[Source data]
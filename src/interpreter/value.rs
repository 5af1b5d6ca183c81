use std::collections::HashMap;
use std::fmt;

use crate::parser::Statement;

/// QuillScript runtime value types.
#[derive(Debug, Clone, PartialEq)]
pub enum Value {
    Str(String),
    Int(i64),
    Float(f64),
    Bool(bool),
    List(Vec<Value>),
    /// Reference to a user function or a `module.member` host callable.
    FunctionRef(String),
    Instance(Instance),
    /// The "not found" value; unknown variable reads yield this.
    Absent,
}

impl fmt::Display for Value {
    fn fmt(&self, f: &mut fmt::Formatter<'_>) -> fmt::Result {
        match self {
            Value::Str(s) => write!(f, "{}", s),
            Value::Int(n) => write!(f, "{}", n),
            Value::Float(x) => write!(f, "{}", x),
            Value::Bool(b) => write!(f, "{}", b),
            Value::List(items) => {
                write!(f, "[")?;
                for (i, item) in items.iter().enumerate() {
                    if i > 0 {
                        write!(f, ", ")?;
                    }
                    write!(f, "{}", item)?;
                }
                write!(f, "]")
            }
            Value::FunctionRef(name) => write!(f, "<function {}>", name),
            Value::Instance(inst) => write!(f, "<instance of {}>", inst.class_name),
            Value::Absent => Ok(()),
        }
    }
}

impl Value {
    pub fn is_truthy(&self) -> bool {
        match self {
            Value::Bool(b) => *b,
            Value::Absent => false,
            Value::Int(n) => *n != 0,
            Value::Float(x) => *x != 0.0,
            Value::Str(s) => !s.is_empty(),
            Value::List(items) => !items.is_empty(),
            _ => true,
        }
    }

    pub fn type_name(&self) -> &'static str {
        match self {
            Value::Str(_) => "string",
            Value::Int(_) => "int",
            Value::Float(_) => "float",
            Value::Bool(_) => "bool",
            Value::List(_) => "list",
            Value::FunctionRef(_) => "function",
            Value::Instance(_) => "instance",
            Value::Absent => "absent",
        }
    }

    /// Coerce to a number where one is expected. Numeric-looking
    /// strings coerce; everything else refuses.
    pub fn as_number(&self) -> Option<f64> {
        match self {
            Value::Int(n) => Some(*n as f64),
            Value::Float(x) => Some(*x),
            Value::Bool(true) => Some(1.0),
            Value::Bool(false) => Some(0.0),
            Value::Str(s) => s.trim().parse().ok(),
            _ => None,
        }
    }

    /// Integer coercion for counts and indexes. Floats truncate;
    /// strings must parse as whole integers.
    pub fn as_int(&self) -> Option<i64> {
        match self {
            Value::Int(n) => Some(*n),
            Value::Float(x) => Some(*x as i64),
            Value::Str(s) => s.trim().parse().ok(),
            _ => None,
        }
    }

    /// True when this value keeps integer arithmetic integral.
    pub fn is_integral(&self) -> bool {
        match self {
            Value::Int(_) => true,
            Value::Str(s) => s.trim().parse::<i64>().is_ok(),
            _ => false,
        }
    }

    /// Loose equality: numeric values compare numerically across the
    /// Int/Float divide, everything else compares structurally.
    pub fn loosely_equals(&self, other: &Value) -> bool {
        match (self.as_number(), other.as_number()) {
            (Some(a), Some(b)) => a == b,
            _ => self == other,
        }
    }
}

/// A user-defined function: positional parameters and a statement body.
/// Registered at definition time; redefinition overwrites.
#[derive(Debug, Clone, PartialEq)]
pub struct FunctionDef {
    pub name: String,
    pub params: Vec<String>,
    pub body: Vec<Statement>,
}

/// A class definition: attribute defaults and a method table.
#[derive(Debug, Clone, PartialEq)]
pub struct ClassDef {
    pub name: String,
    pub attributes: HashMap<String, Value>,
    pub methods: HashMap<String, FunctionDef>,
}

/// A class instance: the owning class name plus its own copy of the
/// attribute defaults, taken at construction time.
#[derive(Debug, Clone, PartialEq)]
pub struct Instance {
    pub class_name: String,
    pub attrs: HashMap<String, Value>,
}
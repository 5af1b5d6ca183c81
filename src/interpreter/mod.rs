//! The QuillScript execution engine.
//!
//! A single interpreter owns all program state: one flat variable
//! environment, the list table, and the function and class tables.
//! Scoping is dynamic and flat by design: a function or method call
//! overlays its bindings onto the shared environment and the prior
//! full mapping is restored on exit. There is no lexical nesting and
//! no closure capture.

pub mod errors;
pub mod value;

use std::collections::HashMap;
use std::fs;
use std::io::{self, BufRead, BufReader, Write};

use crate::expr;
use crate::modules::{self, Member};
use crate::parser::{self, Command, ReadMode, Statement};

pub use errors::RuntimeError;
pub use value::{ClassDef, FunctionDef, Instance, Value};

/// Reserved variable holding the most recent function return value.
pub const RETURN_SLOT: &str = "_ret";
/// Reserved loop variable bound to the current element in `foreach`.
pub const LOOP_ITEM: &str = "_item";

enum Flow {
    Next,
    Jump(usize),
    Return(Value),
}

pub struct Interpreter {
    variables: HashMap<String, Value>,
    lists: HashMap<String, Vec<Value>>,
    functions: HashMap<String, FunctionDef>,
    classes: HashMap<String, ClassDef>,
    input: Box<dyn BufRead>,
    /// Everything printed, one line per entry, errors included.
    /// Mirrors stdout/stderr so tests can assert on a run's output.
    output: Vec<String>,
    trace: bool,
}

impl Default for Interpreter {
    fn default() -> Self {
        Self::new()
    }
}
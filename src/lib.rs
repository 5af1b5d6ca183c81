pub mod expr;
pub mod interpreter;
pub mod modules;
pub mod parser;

### WORK TO BE COMPLETED
From the entries, copy every line in which the word "defaults" occurs.

### WRITTEN ANSWER
/// A class definition: attribute defaults and a method table.
/// attribute defaults, taken at construction time.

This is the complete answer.